PROMPT: Going through the material below, please gather all lines with the word "Uuid" in them.

RECORDS SUPPLIED:
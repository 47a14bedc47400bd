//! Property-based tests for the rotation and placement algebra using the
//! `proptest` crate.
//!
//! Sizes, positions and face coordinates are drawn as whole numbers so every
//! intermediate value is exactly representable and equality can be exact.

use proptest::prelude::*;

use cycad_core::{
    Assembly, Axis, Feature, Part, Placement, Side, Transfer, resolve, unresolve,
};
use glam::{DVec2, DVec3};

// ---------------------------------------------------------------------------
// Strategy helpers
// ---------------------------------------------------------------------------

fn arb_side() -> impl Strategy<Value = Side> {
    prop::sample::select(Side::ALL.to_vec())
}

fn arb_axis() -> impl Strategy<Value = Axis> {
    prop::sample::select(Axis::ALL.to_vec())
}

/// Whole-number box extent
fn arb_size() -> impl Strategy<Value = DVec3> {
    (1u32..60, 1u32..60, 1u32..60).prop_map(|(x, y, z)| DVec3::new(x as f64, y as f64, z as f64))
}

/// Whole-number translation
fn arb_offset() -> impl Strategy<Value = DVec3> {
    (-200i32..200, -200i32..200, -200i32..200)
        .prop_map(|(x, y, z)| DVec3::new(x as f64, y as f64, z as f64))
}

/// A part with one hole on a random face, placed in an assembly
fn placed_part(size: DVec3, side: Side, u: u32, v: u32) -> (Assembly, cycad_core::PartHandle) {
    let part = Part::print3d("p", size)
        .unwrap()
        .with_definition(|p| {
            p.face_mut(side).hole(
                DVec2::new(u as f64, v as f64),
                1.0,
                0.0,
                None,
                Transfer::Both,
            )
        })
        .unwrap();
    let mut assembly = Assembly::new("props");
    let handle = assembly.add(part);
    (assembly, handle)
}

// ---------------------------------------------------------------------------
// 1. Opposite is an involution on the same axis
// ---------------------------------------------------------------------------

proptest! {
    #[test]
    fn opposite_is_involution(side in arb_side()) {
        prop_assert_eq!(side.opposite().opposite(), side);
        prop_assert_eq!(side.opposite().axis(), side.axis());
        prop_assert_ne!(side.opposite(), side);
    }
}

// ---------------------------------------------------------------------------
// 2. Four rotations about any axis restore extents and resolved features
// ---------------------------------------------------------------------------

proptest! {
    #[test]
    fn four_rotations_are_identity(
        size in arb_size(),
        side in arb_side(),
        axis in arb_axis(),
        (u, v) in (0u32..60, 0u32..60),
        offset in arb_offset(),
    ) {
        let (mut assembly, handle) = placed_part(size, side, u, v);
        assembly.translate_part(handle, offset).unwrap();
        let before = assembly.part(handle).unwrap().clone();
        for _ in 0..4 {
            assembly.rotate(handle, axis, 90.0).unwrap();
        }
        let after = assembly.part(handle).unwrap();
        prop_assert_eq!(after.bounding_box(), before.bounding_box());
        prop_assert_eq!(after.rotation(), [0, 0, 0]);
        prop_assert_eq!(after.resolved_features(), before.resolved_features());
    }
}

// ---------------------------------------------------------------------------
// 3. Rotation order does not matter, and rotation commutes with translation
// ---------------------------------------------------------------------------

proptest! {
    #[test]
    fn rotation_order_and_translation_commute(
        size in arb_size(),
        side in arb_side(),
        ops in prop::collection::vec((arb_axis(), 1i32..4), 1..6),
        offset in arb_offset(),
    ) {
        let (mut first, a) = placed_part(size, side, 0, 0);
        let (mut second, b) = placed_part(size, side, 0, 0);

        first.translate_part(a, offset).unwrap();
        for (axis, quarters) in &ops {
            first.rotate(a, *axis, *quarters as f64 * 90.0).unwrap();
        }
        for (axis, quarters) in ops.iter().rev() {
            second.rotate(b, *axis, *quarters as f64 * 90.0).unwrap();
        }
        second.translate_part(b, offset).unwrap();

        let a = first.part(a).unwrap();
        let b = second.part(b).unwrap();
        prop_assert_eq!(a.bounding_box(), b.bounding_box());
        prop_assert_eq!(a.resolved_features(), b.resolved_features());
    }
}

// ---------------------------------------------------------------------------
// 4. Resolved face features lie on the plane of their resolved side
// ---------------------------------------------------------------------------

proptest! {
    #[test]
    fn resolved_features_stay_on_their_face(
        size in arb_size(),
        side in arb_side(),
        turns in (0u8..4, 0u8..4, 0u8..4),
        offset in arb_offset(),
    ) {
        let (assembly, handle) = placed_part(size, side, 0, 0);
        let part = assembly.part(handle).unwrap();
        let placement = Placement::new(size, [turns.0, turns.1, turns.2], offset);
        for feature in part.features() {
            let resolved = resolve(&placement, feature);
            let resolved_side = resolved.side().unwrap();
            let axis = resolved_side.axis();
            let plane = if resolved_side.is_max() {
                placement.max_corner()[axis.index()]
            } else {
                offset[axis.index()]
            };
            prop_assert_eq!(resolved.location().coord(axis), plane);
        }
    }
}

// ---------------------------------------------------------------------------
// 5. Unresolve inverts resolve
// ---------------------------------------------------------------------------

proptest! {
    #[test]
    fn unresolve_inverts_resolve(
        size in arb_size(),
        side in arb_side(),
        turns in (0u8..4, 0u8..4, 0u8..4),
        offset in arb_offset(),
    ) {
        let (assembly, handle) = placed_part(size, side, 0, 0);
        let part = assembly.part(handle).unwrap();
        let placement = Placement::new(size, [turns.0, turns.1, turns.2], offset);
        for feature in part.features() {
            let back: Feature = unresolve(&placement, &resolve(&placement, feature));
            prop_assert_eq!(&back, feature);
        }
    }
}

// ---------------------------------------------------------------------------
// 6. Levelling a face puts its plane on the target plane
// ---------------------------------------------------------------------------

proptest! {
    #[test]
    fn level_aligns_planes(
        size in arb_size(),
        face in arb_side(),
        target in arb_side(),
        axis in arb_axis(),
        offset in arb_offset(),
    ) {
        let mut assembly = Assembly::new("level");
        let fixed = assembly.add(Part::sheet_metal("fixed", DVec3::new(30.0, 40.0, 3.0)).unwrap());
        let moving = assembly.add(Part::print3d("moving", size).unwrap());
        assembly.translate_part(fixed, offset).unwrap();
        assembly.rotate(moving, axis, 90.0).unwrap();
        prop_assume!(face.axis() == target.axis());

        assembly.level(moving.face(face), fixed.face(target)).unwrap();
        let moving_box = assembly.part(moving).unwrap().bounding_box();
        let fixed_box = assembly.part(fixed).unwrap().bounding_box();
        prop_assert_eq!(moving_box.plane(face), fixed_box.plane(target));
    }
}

* * *

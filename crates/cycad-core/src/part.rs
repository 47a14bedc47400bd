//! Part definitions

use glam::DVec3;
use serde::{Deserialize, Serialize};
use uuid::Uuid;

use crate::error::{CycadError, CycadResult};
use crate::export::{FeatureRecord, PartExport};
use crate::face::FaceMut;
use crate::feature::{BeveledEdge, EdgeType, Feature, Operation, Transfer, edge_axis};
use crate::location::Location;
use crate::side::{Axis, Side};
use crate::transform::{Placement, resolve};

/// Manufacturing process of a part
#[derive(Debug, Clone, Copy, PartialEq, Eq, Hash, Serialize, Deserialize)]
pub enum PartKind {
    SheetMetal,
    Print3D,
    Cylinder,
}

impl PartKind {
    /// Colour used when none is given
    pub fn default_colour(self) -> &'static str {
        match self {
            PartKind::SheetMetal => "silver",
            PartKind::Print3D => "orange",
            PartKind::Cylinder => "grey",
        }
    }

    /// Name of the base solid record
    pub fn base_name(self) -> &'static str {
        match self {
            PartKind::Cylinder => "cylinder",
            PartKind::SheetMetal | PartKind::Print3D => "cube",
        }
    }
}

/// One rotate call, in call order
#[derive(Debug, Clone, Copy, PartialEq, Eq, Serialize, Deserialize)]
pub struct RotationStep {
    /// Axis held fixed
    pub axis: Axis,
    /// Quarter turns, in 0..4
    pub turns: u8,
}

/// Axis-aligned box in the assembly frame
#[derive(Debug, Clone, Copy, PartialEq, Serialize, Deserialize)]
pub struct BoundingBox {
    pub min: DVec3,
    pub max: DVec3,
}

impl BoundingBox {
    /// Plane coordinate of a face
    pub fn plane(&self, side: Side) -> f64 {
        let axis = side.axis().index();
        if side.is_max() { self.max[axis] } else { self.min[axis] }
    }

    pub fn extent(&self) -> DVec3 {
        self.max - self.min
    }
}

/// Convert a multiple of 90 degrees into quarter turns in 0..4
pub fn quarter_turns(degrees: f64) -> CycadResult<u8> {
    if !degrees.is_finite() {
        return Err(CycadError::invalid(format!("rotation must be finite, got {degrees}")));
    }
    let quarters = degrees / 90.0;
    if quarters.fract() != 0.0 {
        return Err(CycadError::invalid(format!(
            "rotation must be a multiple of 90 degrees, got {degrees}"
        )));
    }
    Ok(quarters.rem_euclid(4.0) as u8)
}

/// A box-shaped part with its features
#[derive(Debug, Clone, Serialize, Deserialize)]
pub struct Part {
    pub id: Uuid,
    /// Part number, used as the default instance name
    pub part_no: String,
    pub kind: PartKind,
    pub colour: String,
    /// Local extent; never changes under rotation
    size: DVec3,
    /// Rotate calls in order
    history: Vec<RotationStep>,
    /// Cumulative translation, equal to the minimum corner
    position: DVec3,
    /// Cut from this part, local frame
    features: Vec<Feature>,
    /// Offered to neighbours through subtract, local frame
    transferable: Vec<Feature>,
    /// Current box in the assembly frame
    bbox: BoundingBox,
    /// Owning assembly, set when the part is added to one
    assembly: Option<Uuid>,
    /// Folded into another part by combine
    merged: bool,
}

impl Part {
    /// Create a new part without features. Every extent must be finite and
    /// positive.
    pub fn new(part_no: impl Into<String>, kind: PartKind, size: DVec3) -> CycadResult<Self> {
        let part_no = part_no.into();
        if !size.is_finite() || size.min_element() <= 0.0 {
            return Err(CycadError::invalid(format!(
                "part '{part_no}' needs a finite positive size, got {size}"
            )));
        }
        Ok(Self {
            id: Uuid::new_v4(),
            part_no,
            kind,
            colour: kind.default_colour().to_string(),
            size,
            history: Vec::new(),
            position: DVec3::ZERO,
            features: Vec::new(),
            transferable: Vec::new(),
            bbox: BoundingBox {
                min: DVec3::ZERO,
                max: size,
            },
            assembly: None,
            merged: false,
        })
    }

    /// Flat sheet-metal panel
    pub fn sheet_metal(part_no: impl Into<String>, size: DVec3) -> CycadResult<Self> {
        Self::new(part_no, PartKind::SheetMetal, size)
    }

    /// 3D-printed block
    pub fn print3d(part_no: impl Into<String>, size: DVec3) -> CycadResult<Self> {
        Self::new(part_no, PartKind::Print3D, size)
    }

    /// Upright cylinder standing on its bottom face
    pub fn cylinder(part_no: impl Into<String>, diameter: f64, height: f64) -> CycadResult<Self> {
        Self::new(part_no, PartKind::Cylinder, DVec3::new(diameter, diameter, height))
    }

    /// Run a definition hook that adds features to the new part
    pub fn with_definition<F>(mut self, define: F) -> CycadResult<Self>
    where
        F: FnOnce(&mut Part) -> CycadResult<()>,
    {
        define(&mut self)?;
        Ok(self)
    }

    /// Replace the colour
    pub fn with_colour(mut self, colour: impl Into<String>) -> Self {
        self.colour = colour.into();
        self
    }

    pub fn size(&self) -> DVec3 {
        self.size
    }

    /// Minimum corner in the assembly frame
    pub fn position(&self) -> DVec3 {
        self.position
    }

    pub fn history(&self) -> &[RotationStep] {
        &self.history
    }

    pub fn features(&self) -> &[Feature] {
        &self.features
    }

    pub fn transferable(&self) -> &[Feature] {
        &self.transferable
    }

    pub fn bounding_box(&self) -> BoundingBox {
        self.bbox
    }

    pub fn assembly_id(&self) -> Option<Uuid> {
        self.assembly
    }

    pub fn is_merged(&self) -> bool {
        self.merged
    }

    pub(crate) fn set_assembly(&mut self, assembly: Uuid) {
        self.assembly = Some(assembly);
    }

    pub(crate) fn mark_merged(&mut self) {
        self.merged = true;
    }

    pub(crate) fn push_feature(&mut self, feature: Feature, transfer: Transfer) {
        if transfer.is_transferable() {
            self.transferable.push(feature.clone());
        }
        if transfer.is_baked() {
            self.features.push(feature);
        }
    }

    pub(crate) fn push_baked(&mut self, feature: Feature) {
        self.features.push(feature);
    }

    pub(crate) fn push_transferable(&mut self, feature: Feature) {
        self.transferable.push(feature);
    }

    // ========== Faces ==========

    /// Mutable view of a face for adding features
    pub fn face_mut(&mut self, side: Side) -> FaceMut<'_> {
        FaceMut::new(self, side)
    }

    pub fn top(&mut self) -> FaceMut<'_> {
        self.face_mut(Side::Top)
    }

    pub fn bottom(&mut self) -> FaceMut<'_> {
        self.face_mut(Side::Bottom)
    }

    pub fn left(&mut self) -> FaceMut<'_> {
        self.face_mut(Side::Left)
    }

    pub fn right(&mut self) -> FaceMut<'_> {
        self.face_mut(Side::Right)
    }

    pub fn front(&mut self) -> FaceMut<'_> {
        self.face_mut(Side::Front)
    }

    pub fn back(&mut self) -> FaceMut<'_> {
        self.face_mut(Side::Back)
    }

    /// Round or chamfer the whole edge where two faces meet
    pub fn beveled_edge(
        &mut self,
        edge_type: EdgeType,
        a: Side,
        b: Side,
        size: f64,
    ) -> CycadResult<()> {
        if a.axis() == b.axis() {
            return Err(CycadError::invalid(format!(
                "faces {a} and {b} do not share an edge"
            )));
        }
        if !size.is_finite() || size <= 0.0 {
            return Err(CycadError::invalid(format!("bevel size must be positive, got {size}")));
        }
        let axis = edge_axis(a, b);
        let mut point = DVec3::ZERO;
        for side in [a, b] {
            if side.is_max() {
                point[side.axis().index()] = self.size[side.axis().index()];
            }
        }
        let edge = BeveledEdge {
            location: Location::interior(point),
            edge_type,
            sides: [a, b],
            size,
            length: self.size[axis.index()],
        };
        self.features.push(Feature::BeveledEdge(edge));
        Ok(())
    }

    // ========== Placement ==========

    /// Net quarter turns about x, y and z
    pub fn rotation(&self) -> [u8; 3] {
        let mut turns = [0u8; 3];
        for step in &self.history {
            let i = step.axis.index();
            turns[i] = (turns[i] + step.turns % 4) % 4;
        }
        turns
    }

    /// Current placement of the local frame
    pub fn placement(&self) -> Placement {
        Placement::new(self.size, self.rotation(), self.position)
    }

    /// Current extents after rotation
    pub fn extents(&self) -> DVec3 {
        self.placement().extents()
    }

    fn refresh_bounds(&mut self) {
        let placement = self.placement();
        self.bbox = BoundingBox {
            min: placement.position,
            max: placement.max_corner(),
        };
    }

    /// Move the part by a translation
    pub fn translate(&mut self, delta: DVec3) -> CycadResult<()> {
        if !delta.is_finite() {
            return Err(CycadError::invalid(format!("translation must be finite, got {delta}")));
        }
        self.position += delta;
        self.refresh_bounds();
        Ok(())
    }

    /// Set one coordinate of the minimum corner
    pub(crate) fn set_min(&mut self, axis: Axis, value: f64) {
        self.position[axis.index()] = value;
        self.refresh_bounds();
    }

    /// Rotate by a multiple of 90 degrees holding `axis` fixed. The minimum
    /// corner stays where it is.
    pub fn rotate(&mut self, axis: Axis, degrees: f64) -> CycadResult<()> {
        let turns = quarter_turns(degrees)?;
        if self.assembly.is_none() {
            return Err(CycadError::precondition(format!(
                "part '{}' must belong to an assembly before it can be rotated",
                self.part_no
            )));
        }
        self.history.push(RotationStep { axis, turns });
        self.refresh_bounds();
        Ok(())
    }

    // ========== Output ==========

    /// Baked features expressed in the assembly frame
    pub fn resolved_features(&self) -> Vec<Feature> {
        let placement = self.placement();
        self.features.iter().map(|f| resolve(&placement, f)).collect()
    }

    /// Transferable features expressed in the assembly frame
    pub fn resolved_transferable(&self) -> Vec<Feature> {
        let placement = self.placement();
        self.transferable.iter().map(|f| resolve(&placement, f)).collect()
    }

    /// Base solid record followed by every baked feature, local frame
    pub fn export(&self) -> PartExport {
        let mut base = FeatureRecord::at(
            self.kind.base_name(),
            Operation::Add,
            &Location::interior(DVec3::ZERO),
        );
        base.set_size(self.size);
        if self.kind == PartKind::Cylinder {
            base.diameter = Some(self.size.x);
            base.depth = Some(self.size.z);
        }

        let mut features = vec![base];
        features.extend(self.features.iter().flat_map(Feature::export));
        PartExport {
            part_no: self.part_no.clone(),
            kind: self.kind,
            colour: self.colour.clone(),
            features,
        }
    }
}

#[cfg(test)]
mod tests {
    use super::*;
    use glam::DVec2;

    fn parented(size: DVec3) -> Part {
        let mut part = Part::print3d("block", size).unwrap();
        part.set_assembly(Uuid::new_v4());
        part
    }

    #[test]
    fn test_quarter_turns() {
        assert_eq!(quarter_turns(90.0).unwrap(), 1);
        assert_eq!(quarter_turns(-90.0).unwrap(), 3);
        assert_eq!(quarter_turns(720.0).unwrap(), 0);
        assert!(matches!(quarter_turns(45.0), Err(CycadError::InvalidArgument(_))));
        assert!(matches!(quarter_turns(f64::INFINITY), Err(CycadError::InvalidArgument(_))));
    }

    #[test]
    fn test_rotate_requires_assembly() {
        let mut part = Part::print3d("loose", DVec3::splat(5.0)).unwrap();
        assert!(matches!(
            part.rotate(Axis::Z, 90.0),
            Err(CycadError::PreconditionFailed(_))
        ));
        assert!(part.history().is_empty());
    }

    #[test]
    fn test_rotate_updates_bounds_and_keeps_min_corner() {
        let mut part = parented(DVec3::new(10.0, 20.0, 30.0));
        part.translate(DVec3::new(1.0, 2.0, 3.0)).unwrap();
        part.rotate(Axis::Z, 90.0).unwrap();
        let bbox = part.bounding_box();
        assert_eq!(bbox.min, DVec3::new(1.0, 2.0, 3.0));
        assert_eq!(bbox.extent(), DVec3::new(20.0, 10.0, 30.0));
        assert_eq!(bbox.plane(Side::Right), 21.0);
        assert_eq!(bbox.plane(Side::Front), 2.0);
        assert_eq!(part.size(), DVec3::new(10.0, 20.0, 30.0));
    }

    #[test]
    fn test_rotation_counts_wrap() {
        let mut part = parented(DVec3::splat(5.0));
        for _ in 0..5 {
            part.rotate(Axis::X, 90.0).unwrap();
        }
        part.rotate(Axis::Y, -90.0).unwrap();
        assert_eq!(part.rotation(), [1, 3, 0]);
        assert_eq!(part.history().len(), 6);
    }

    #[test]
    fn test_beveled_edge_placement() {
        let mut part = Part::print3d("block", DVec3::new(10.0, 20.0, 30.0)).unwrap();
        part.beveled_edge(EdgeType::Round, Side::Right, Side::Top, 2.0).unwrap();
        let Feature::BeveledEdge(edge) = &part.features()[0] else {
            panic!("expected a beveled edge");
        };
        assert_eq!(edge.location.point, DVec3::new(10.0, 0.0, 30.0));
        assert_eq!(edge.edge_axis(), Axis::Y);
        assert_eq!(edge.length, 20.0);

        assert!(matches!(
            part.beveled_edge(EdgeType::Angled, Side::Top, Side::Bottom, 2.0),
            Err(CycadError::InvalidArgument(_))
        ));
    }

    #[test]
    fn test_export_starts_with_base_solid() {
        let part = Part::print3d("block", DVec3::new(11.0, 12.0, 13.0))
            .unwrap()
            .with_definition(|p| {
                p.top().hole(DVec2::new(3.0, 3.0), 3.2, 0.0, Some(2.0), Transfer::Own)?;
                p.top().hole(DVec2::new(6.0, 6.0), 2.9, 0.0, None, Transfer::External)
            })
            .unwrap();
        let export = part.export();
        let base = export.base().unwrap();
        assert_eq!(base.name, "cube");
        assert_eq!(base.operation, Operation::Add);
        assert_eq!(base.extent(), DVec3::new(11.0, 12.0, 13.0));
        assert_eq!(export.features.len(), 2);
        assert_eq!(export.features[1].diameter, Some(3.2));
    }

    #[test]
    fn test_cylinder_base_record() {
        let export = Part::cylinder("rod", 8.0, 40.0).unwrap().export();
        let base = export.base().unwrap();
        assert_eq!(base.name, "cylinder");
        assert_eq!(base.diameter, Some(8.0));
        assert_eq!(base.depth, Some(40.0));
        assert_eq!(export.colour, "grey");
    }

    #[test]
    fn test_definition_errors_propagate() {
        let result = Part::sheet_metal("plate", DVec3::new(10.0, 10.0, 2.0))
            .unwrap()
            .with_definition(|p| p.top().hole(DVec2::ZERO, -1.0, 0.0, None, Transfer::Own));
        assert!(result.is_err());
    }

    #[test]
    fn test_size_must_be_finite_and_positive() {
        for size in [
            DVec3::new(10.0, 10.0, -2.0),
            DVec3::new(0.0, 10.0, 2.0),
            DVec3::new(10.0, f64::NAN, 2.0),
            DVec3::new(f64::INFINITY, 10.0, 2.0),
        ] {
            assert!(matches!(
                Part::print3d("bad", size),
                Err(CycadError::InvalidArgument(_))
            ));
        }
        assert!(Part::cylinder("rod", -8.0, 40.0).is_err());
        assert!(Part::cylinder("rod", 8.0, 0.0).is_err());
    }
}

YOUR RESPONSE:
use uuid::Uuid;
    pub id: Uuid,
    assembly: Option<Uuid>,
            id: Uuid::new_v4(),
    pub fn assembly_id(&self) -> Option<Uuid> {
    pub(crate) fn set_assembly(&mut self, assembly: Uuid) {
        part.set_assembly(Uuid::new_v4());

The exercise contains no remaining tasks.